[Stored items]
○ ○ ○ ○ ○ ○ ○
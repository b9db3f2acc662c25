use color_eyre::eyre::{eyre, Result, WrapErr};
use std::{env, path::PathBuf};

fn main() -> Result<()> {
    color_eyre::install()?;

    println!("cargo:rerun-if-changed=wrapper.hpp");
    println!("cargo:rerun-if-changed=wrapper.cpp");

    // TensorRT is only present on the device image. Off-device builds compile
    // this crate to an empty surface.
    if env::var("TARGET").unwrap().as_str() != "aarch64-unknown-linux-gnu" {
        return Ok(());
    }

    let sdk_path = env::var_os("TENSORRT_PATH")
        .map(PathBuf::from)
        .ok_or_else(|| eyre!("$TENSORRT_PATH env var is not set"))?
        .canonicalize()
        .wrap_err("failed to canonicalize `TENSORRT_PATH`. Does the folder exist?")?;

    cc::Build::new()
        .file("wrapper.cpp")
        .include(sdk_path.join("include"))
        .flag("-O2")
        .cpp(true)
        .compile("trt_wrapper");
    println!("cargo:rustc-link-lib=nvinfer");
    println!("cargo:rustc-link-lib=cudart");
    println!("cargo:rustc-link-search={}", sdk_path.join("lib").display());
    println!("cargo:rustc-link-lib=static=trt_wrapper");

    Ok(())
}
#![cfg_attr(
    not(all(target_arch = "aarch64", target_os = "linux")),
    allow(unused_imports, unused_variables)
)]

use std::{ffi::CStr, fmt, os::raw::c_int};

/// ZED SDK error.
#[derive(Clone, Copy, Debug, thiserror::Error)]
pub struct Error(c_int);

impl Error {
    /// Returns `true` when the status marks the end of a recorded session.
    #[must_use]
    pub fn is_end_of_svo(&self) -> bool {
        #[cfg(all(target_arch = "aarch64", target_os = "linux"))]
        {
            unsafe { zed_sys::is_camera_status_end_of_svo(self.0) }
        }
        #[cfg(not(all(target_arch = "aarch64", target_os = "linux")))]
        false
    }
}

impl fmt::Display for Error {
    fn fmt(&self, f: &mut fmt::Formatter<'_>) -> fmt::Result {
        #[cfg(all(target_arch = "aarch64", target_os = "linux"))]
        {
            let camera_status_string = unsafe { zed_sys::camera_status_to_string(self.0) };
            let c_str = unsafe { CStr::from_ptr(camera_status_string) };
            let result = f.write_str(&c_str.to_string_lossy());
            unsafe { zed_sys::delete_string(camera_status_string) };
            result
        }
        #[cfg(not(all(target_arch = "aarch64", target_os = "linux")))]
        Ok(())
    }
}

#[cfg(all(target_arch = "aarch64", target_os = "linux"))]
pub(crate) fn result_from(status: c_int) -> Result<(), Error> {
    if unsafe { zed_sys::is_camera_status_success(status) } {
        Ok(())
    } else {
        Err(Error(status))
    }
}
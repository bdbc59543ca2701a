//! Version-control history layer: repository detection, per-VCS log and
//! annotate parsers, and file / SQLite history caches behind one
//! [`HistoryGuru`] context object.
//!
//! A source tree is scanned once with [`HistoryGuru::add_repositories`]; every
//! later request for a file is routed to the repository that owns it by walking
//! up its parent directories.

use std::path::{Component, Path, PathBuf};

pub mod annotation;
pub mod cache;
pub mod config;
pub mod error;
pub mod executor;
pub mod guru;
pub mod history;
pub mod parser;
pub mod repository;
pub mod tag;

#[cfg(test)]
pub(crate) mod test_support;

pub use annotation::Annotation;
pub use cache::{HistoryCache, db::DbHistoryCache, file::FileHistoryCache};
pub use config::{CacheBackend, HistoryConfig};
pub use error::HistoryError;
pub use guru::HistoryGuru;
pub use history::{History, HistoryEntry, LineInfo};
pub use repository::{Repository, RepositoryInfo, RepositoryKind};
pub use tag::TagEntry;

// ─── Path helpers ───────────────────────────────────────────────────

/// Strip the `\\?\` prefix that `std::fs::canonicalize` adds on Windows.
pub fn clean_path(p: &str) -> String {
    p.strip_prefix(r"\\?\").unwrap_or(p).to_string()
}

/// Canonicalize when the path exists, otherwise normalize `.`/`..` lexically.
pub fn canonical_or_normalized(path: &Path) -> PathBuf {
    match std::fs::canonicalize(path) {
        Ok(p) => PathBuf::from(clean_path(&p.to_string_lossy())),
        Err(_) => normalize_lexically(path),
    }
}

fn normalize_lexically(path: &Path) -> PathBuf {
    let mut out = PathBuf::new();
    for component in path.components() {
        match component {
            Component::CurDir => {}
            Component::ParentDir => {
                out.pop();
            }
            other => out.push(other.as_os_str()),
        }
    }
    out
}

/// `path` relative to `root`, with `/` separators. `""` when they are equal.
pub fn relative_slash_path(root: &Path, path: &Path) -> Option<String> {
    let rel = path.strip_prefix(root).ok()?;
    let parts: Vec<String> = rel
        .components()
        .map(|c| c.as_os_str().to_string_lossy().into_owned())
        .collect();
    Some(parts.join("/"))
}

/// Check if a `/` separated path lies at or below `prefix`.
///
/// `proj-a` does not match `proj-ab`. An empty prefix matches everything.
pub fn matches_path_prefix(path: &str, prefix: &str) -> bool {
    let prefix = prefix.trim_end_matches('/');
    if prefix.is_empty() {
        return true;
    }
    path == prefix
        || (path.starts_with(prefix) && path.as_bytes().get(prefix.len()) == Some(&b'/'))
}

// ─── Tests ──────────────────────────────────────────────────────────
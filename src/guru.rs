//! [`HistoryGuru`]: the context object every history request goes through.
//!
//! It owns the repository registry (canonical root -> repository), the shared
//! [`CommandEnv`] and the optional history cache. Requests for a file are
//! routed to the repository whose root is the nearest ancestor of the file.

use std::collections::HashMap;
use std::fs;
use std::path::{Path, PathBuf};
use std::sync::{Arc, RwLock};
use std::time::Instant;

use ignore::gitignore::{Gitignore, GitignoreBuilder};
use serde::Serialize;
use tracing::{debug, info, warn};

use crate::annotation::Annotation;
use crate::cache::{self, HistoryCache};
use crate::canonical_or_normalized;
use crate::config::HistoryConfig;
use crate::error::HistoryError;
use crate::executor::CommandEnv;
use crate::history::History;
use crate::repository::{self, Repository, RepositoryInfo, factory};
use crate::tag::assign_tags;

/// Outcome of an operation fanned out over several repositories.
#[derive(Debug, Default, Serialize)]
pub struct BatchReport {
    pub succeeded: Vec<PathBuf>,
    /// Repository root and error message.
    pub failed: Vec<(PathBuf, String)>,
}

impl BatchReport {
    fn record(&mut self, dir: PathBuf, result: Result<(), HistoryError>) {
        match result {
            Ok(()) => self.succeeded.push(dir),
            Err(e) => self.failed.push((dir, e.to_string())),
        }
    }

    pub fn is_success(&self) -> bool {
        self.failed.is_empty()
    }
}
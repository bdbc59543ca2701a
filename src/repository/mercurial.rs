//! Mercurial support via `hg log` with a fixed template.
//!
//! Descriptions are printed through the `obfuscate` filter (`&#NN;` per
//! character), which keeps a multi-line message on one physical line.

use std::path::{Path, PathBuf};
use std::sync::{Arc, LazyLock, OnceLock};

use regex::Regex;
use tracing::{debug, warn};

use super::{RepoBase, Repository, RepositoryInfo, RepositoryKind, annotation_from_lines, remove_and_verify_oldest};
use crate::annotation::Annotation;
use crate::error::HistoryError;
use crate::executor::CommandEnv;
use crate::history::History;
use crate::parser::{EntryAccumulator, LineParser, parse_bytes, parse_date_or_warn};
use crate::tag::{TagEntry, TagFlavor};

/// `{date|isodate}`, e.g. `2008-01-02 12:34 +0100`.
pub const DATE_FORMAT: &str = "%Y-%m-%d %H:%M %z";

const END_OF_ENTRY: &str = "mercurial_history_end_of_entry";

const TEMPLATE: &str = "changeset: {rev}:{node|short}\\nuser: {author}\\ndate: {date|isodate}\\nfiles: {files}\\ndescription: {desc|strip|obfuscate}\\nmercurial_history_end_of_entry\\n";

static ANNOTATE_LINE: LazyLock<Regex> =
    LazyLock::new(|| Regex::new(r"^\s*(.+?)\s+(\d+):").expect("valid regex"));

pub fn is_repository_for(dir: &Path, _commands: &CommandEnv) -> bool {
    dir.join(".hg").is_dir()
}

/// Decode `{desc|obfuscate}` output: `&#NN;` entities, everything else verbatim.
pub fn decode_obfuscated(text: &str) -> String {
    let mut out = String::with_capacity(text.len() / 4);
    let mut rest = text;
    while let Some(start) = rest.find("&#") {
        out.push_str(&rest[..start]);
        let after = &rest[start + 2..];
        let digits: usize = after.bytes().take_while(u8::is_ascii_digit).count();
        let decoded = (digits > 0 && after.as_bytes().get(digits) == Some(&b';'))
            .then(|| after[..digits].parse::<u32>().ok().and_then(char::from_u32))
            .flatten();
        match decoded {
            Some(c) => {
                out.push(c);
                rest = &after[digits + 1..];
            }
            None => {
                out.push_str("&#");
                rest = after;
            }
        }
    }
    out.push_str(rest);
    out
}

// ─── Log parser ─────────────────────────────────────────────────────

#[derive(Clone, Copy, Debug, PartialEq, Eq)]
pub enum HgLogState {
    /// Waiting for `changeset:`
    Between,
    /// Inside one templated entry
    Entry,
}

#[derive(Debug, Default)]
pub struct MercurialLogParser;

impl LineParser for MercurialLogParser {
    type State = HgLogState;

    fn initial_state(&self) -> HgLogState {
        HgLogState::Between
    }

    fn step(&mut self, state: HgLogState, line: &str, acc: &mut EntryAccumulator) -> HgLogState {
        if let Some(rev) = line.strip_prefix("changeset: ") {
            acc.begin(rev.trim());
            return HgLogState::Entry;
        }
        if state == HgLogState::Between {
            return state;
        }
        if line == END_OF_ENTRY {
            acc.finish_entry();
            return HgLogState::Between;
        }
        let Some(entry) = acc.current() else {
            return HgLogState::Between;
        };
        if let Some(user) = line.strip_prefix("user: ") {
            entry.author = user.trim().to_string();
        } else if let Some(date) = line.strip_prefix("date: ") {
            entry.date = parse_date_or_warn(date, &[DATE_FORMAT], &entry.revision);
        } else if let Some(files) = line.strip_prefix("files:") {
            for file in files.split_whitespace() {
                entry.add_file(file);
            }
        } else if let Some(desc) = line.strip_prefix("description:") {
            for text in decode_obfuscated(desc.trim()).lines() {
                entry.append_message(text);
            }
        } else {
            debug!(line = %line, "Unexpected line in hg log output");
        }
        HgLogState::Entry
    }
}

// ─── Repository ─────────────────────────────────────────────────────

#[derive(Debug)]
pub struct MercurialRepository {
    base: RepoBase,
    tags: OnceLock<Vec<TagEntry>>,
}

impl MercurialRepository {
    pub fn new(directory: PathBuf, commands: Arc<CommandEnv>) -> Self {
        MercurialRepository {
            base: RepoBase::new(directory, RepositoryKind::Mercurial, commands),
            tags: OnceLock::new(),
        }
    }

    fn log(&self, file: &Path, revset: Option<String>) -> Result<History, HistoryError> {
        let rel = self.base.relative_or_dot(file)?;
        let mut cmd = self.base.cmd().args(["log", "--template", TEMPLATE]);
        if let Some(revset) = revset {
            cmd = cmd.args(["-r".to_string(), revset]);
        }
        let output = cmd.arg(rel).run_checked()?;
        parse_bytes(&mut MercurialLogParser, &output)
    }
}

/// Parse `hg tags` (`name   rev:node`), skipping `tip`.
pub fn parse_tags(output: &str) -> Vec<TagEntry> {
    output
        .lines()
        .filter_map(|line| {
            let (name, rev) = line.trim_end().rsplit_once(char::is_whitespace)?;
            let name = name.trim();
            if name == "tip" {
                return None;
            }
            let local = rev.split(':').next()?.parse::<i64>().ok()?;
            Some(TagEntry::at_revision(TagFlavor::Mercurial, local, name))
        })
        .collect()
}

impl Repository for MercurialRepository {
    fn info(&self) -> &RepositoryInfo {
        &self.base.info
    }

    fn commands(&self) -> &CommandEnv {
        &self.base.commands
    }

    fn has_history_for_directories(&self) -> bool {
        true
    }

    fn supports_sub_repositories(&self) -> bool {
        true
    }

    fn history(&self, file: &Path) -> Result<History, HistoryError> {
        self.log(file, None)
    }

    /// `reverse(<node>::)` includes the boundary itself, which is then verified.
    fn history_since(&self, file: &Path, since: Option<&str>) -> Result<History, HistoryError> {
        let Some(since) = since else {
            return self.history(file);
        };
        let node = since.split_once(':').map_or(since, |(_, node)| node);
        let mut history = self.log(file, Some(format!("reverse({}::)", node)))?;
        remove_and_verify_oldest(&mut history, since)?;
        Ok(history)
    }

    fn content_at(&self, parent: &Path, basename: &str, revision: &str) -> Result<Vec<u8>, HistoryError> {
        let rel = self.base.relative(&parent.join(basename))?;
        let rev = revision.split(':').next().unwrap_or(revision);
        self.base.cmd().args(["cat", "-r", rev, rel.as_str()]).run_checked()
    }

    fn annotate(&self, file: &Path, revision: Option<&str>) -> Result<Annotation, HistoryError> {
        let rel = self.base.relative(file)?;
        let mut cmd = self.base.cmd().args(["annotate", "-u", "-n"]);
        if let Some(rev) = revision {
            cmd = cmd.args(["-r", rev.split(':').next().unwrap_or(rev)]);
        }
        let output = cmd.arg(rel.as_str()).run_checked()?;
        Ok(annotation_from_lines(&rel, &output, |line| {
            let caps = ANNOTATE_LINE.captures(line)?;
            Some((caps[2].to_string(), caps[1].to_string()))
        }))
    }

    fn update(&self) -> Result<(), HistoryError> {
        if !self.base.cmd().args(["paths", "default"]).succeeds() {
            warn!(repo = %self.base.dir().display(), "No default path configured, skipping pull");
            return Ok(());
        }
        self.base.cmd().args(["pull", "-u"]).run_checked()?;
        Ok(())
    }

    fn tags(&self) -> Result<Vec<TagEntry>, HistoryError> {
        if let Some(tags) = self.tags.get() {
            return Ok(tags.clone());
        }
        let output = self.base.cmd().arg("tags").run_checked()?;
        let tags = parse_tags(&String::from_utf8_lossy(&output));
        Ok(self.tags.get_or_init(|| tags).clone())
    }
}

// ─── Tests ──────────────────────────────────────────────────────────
○ ○ ○ ○ ○ ○ ○
■ Work to complete
Count the lines above in which the word "CStr" appears, then state only that count.

■ The answer
2